The areas surrounding cities like Portland, Lewiston and Bangor have become attractive places to live for people seeking to escape the hustle and bustle of the market centers, Richert said. As those surrounding communities grow, the planner said, businesses follow them – leading to sprawl. In that sense, Richert said communities like Portland, Bangor and Lewiston have seen widespread sprawl and a decrease in population.

But regardless of an apparent population drop, Richert said these service center cities still provide the bulk of Maine’s jobs and retail goods. About 75 percent of Maine’s jobs and 84 percent of taxable sales are generated in the service centers of Maine, he said.

“Growth and sprawl don’t equal each other,” Richert said. “Don’t even think about it. You can have population decline and still have sprawl. Conversely, you can have population growth and no sprawl.”

Sprawl is further fueled, Richert said, when businesses follow population centers out of the cities in the form of malls and strip development. People then move further from that development, leading to a cycle of development, urbanization and population shift, Richert said. As a result the downtown regions of many cities whither from the loss of business.

“It might have been the right thing to do” for a community, Richert said of the development of malls in Bangor and other Maine cities, “but it had its costs. It had its impacts, and one of those impacts was on downtowns.” Downtown regions, he said, continue to serve their communities as the center of identity for a city and the heart of a community’s banking and investment.

Hamilton, though agreeing that sprawl presents a large concern to Maine, said that more could be done to address sprawl issues by tapping into economic opportunities in Canada, by constructing an east-west highway and developing a network of two-year colleges to assist people “transition from a natural resources-based economy.”

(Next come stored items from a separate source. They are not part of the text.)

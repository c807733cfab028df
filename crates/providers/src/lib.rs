pub mod openai_compatible;

pub use openai_compatible::{extract_json_object, OpenAICompatibleProvider};
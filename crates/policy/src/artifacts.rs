//! Heuristic detection of files a command is likely to create or modify.

use crate::shell::{split_segments, tokenize, ShellOperator, ShellToken};
use capflow_core::ArtifactOperation;
use std::path::Path;

#[derive(Debug, Clone, PartialEq, Eq)]
pub struct ArtifactCandidate {
    /// Path exactly as written in the command.
    pub raw_path: String,
    /// Operation implied by the command itself, if any.
    pub operation: Option<ArtifactOperation>,
}

impl ArtifactCandidate {
    fn new(raw_path: impl Into<String>, operation: Option<ArtifactOperation>) -> Self {
        Self {
            raw_path: raw_path.into(),
            operation,
        }
    }
}

pub fn detect_artifact_candidates(command: &str) -> Vec<ArtifactCandidate> {
    let tokens = tokenize(command);
    let mut found: Vec<ArtifactCandidate> = Vec::new();

    for segment in split_segments(&tokens) {
        let (words, redirects) = split_redirections(segment);
        found.extend(redirects);
        found.extend(program_targets(&words));
    }

    let mut unique: Vec<ArtifactCandidate> = Vec::with_capacity(found.len());
    for candidate in found {
        if candidate.raw_path.is_empty() || candidate.raw_path == "/dev/null" {
            continue;
        }
        if !unique.iter().any(|c| c.raw_path == candidate.raw_path) {
            unique.push(candidate);
        }
    }
    unique
}

/// Decide the reported operation once the command has run. `existed_before`
/// is whether the path was present before execution.
pub fn final_artifact_operation(
    candidate: &ArtifactCandidate,
    existed_before: bool,
) -> Option<ArtifactOperation> {
    if !existed_before {
        return Some(ArtifactOperation::Created);
    }
    match candidate.operation {
        Some(ArtifactOperation::Created) => None,
        Some(op) => Some(op),
        None => Some(ArtifactOperation::Updated),
    }
}

/// Separate plain argument words from redirection targets.
fn split_redirections(segment: &[ShellToken]) -> (Vec<String>, Vec<ArtifactCandidate>) {
    let mut words = Vec::new();
    let mut redirects = Vec::new();
    let mut iter = segment.iter().peekable();

    while let Some(token) = iter.next() {
        match token {
            ShellToken::Word(w) => words.push(w.clone()),
            ShellToken::Op(op) => {
                let target = match iter.peek() {
                    Some(ShellToken::Word(w)) => {
                        let w = w.clone();
                        iter.next();
                        w
                    }
                    _ => continue,
                };
                match op {
                    ShellOperator::RedirectOut => redirects.push(ArtifactCandidate::new(target, None)),
                    ShellOperator::RedirectAppend => redirects.push(ArtifactCandidate::new(
                        target,
                        Some(ArtifactOperation::Updated),
                    )),
                    _ => {}
                }
            }
        }
    }
    (words, redirects)
}

fn program_targets(words: &[String]) -> Vec<ArtifactCandidate> {
    let mut rest = words;
    while let Some(first) = rest.first() {
        if first == "sudo" || is_env_assignment(first) {
            rest = &rest[1..];
        } else {
            break;
        }
    }
    let Some((program, args)) = rest.split_first() else {
        return Vec::new();
    };
    let program = Path::new(program)
        .file_name()
        .and_then(|n| n.to_str())
        .unwrap_or(program.as_str());

    match program {
        "touch" => positional(args, &[])
            .into_iter()
            .map(|p| ArtifactCandidate::new(p, None))
            .collect(),
        "mkdir" => positional(args, &["-m", "--mode"])
            .into_iter()
            .map(|p| ArtifactCandidate::new(p, Some(ArtifactOperation::Created)))
            .collect(),
        "tee" => {
            let append = args.iter().any(|a| a == "-a" || a == "--append");
            let op = append.then_some(ArtifactOperation::Updated);
            positional(args, &[])
                .into_iter()
                .map(|p| ArtifactCandidate::new(p, op))
                .collect()
        }
        "cp" | "mv" => copy_destinations(args),
        _ => Vec::new(),
    }
}

fn copy_destinations(args: &[String]) -> Vec<ArtifactCandidate> {
    let mut target_dir: Option<String> = None;
    let mut iter = args.iter();
    let mut operands = Vec::new();
    while let Some(arg) = iter.next() {
        if arg == "-t" || arg == "--target-directory" {
            target_dir = iter.next().cloned();
        } else if let Some(dir) = arg.strip_prefix("--target-directory=") {
            target_dir = Some(dir.to_string());
        } else if !arg.starts_with('-') || arg == "-" {
            operands.push(arg.clone());
        }
    }

    let (dest, sources, into_dir) = match target_dir {
        Some(dir) => (dir, operands, true),
        None => {
            let Some(dest) = operands.pop() else {
                return Vec::new();
            };
            let into_dir = operands.len() > 1 || dest.ends_with('/');
            (dest, operands, into_dir)
        }
    };

    if !into_dir {
        return vec![ArtifactCandidate::new(dest, None)];
    }
    sources
        .iter()
        .filter_map(|src| Path::new(src).file_name().and_then(|n| n.to_str()))
        .map(|name| {
            let joined = format!("{}/{}", dest.trim_end_matches('/'), name);
            ArtifactCandidate::new(joined, None)
        })
        .collect()
}

/// Non-flag arguments, skipping the values of the listed flags.
fn positional(args: &[String], flags_with_value: &[&str]) -> Vec<String> {
    let mut out = Vec::new();
    let mut iter = args.iter();
    while let Some(arg) = iter.next() {
        if flags_with_value.contains(&arg.as_str()) {
            iter.next();
        } else if !arg.starts_with('-') {
            out.push(arg.clone());
        }
    }
    out
}

fn is_env_assignment(word: &str) -> bool {
    match word.split_once('=') {
        Some((name, _)) => {
            !name.is_empty()
                && name.chars().all(|c| c.is_ascii_alphanumeric() || c == '_')
                && !name.starts_with(|c: char| c.is_ascii_digit())
        }
        None => false,
    }
}
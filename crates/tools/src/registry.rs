use crate::error::ToolError;
use crate::traits::{Tool, ToolResult};
use capflow_core::RunContext;
use std::collections::BTreeMap;
use std::sync::Arc;

/// Tools exposed to the model for one capability invocation.
pub struct ToolRegistry {
    tools: BTreeMap<String, Arc<dyn Tool>>,
}

impl ToolRegistry {
    pub fn new() -> Self {
        Self {
            tools: BTreeMap::new(),
        }
    }

    pub fn register(&mut self, tool: Arc<dyn Tool>) {
        self.tools.insert(tool.name().to_string(), tool);
    }

    pub fn with(mut self, tool: Arc<dyn Tool>) -> Self {
        self.register(tool);
        self
    }

    pub fn get(&self, name: &str) -> Option<Arc<dyn Tool>> {
        self.tools.get(name).cloned()
    }

    pub fn list(&self) -> Vec<String> {
        self.tools.keys().cloned().collect()
    }

    /// OpenAI-style function schemas, sorted by tool name.
    pub fn schemas(&self) -> Vec<serde_json::Value> {
        self.tools
            .values()
            .map(|tool| {
                serde_json::json!({
                    "type": "function",
                    "function": {
                        "name": tool.name(),
                        "description": tool.description(),
                        "parameters": tool.schema()
                    }
                })
            })
            .collect()
    }

    pub async fn execute(
        &self,
        ctx: &RunContext,
        name: &str,
        args: serde_json::Value,
    ) -> Result<ToolResult, ToolError> {
        ctx.ensure_active()?;
        let tool = self
            .get(name)
            .ok_or_else(|| ToolError::NotFound(name.to_string()))?;
        tool.execute(ctx, args).await
    }
}

impl Default for ToolRegistry {
    fn default() -> Self {
        Self::new()
    }
}
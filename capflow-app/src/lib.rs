pub mod bootstrap;
pub mod cli;
pub mod console;
pub mod logging;
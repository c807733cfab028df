//! Read-only knowledge-index search tools.

use crate::error::ToolError;
use crate::traits::{Tool, ToolResult};
use async_trait::async_trait;
use capflow_core::{ChunkHit, RunContext, SearchMode, SearchRequest};
use serde::Deserialize;
use serde_json::json;
use std::sync::{Arc, Mutex};

/// Restrictions applied to every search in one retrieval invocation.
#[derive(Debug, Clone, Default)]
pub struct SearchScope {
    pub document_ids: Vec<String>,
    pub source_type: Option<String>,
    pub top_k: usize,
}

/// Every hit returned during one retrieval invocation, in order.
#[derive(Debug, Clone, Default)]
pub struct EvidenceLog {
    hits: Arc<Mutex<Vec<ChunkHit>>>,
}

impl EvidenceLog {
    pub fn new() -> Self {
        Self::default()
    }

    pub fn record(&self, hits: &[ChunkHit]) {
        if let Ok(mut log) = self.hits.lock() {
            log.extend_from_slice(hits);
        }
    }

    pub fn hits(&self) -> Vec<ChunkHit> {
        self.hits.lock().map(|h| h.clone()).unwrap_or_default()
    }

    pub fn len(&self) -> usize {
        self.hits.lock().map(|h| h.len()).unwrap_or(0)
    }

    pub fn is_empty(&self) -> bool {
        self.len() == 0
    }
}

#[derive(Deserialize)]
struct SearchInput {
    query: String,
    #[serde(default)]
    limit: Option<usize>,
}

pub struct SearchTool {
    mode: SearchMode,
    scope: SearchScope,
    evidence: EvidenceLog,
}

impl SearchTool {
    pub fn new(mode: SearchMode, scope: SearchScope, evidence: EvidenceLog) -> Self {
        Self {
            mode,
            scope,
            evidence,
        }
    }
}

/// Hybrid, vector and full-text search over the same scope.
pub fn search_tools(scope: SearchScope, evidence: EvidenceLog) -> Vec<Arc<dyn Tool>> {
    [SearchMode::Hybrid, SearchMode::Vector, SearchMode::FullText]
        .into_iter()
        .map(|mode| Arc::new(SearchTool::new(mode, scope.clone(), evidence.clone())) as Arc<dyn Tool>)
        .collect()
}

#[async_trait]
impl Tool for SearchTool {
    fn name(&self) -> &'static str {
        match self.mode {
            SearchMode::Hybrid => "hybrid_search",
            SearchMode::Vector => "vector_search",
            SearchMode::FullText => "fulltext_search",
        }
    }

    fn description(&self) -> &'static str {
        match self.mode {
            SearchMode::Hybrid => "Search the knowledge base combining semantic and keyword matching",
            SearchMode::Vector => "Semantic search over the knowledge base",
            SearchMode::FullText => "Keyword search over the knowledge base",
        }
    }

    fn schema(&self) -> serde_json::Value {
        json!({
            "type": "object",
            "properties": {
                "query": {"type": "string"},
                "limit": {"type": "integer", "minimum": 1}
            },
            "required": ["query"]
        })
    }

    async fn execute(&self, ctx: &RunContext, args: serde_json::Value) -> Result<ToolResult, ToolError> {
        ctx.ensure_active()?;
        let input: SearchInput = serde_json::from_value(args)?;
        let query = input.query.trim().to_string();
        if query.is_empty() {
            return Err(ToolError::Validation("Empty query".into()));
        }

        let (mode, embedding) = match (self.mode, ctx.embedder()) {
            (SearchMode::FullText, _) => (SearchMode::FullText, None),
            (mode, Some(embedder)) => {
                let embedder = embedder.clone();
                (mode, Some(ctx.guard(embedder.embed(&query)).await?))
            }
            (SearchMode::Hybrid, None) => {
                tracing::debug!("No embedder configured, hybrid search falls back to full text");
                (SearchMode::FullText, None)
            }
            (SearchMode::Vector, None) => {
                return Err(ToolError::Execution(
                    "Vector search is unavailable: no embedding model configured".into(),
                ));
            }
        };

        let limit = input
            .limit
            .unwrap_or(self.scope.top_k)
            .clamp(1, self.scope.top_k.max(1));
        let request = SearchRequest {
            mode,
            query,
            embedding,
            limit,
            document_ids: self.scope.document_ids.clone(),
            source_type: self.scope.source_type.clone(),
        };
        let knowledge = ctx.knowledge().clone();
        let hits = ctx.guard(knowledge.search(request)).await?;
        self.evidence.record(&hits);

        let results: Vec<_> = hits
            .iter()
            .map(|hit| {
                json!({
                    "documentId": hit.document_id,
                    "documentName": hit.document_name,
                    "excerpt": hit.excerpt,
                    "score": hit.score,
                })
            })
            .collect();
        Ok(ToolResult::ok(json!({
            "count": results.len(),
            "results": results,
        })))
    }
}
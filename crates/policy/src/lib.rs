pub mod approval;
pub mod artifacts;
pub mod boundary;
pub mod error;
pub mod risk;
pub mod shell;

pub use approval::StaticApprovalGate;
pub use artifacts::{detect_artifact_candidates, final_artifact_operation, ArtifactCandidate};
pub use boundary::{
    canonical_root, check_command_boundary, is_within_workspace, normalize_lexically,
    resolve_within_workspace, BoundaryCheck,
};
pub use error::SandboxError;
pub use risk::{assess_command_risk, classify_command_risk, RiskAssessment};
pub use shell::{
    has_shell_expansion, split_segments, split_words, tokenize, ShellOperator, ShellToken,
};
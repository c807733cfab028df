//! Terminal approval gate.

use async_trait::async_trait;
use capflow_core::{ApprovalDecision, ApprovalGate, ApprovalRequest, RiskLevel};
use std::io::{self, BufRead, Write};

/// Asks on stderr and reads the answer from stdin. Anything but an explicit
/// yes is a denial.
pub struct ConsoleApprovalGate;

pub fn parse_answer(input: &str) -> bool {
    matches!(input.trim().to_lowercase().as_str(), "y" | "yes")
}

fn prompt(request: &ApprovalRequest) -> io::Result<bool> {
    let level = match request.risk_level {
        RiskLevel::Low => "low",
        RiskLevel::Medium => "medium",
        RiskLevel::High => "HIGH",
    };
    let mut err = io::stderr();
    writeln!(err)?;
    writeln!(err, "Approval needed ({} risk): {}", level, request.reason)?;
    writeln!(err, "  {}", request.command)?;
    write!(err, "Allow? [y/N] ")?;
    err.flush()?;

    let mut input = String::new();
    io::stdin().lock().read_line(&mut input)?;
    Ok(parse_answer(&input))
}

#[async_trait]
impl ApprovalGate for ConsoleApprovalGate {
    async fn request_approval(&self, request: ApprovalRequest) -> ApprovalDecision {
        let answer = tokio::task::spawn_blocking(move || prompt(&request)).await;
        match answer {
            Ok(Ok(true)) => ApprovalDecision::approve(),
            Ok(Ok(false)) => ApprovalDecision::deny("Denied at the terminal"),
            Ok(Err(e)) => {
                tracing::warn!(error = %e, "Could not read approval answer");
                ApprovalDecision::deny(format!("Could not read approval: {}", e))
            }
            Err(e) => ApprovalDecision::deny(format!("Approval prompt failed: {}", e)),
        }
    }
}
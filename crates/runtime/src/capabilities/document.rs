//! Document-editing capability: inspect, edit, save and finish.

use super::{finish_loop_update, require_workspace, CapabilityExecutor, TaskUpdate};
use crate::config::DocumentConfig;
use crate::react::{run_tool_loop, ToolLoopSpec};
use async_trait::async_trait;
use capflow_core::{CapabilityInput, CapabilityKind, EngineError, Run, RunContext, Task};
use capflow_tools::{
    document_tools, DocumentSession, DocumentToolConfig, FinishSlot, FinishTool, ToolRegistry,
};
use serde_json::json;
use std::sync::Arc;
use tracing::info;

pub struct DocumentExecutor {
    config: DocumentConfig,
}

impl DocumentExecutor {
    pub fn new(config: DocumentConfig) -> Self {
        Self { config }
    }

    fn system_prompt(&self) -> String {
        let ext = self.config.extension.trim_start_matches('.');
        format!(
            "You edit .{ext} documents inside a sandboxed workspace folder. \
Always call docx_inspect first, then docx_apply_edits with replace_text or append_paragraph edits, \
then docx_save_output. Output paths must stay inside the workspace and end in .{ext}. \
Overwriting an existing file requires overwrite=true and the user's approval. \
Call finish with a short summary when done or when the edit cannot be made. \
A plain text answer does not finish the task."
        )
    }
}

#[async_trait]
impl CapabilityExecutor for DocumentExecutor {
    fn kind(&self) -> CapabilityKind {
        CapabilityKind::DocumentEditing
    }

    async fn execute(
        &self,
        ctx: &RunContext,
        run: &Run,
        task: &Task,
    ) -> Result<TaskUpdate, EngineError> {
        ctx.ensure_active()?;
        let root = match require_workspace(ctx, run, task, self.kind()) {
            Ok(root) => root,
            Err(update) => return Ok(update),
        };

        let (source_path, output_path) = match &task.input {
            Some(CapabilityInput::DocumentEditing {
                source_path,
                output_path,
                ..
            }) => (source_path.clone(), output_path.clone()),
            _ => (None, None),
        };

        let finish = FinishSlot::new();
        let session = DocumentSession::new();
        let mut registry = ToolRegistry::new().with(Arc::new(FinishTool::new(finish.clone())));
        for tool in document_tools(
            DocumentToolConfig {
                task_id: task.id.clone(),
                workspace_root: root.clone(),
                source_path: source_path.clone(),
                output_path: output_path.clone(),
                preview_chars: self.config.preview_chars,
            },
            session.clone(),
            finish.clone(),
        ) {
            registry.register(tool);
        }

        let mut user_prompt = format!(
            "Objective: {}\nWorkspace root: {}",
            task.resolved_objective(),
            root.display()
        );
        if let Some(source) = &source_path {
            user_prompt.push_str(&format!("\nSource document: {}", source));
        }
        if let Some(output) = &output_path {
            user_prompt.push_str(&format!("\nRequested output: {}", output));
        }
        user_prompt.push_str(&format!("\nOriginal request: {}", run.input));

        let outcome = run_tool_loop(
            ctx,
            &registry,
            Some(&finish),
            ToolLoopSpec {
                task_id: &task.id,
                system_prompt: self.system_prompt(),
                user_prompt,
                options: self.config.loop_options(),
            },
        )
        .await?;

        let saved: Vec<String> = session
            .saved_outputs()
            .iter()
            .map(|p| p.display().to_string())
            .collect();
        info!(task_id = %task.id, saved = saved.len(), "Document task loop finished");
        Ok(finish_loop_update(outcome, json!({ "savedOutputs": saved })))
    }
}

In terms of development planning, Hamilton said communities must clearly spell out which parts of their city is zoned for development and which are set aside for residential areas and green spaces. A community, Hamilton said, must “send out clear and consistent signals” about its development policies. Cities may also maximize the amount of business within its retail and industrial areas by cleaning up former business sites and bringing existing infrastructure up to standard.

Rohman, who is also president and CEO of WRBC architects, said he believes the city of Bangor has a comprehensive plan in effect that will help to control growth. Reviving the city’s downtown area, Rohman said, will come through government subsidies to businesses renovating downtown spaces and by helping to ease the codes which may make it nearly impossible to renovate those buildings.

Also fueling sprawl, Rohman said, is Bangor’s high property tax rates in comparison to those of nearby cities and towns. In addition, group homes and other such agencies operate in Bangor, removing property from the tax rolls and shifting additional tax burden onto business owners and homeowners. Yet Rohman said he believes that the downtown regions will “continue to be the heartbeat of our state.”

Some of the more than 60 business owners, legislators and concerned citizens in attendance expressed concern about proposed developments such as the super Wal-Mart stores in various stages of consideration in several Maine towns.

Richert said he agreed that the generic “big box” stores don’t add to a city’s identity, but said consumers have shown time and again that they will choose to shop at those stores – regardless of whether there are similar shopping selections in a city’s downtown area. Citizens wear, in order of importance, the hats of consumer, taxpayer and civic participant. The consumer and taxpayer tend to favor stores like a Wal-Mart Supercenter, Richert said.

The planner dismissed the view that most people would choose otherwise. “History says different,” Richert said. “History says that’s not what people do.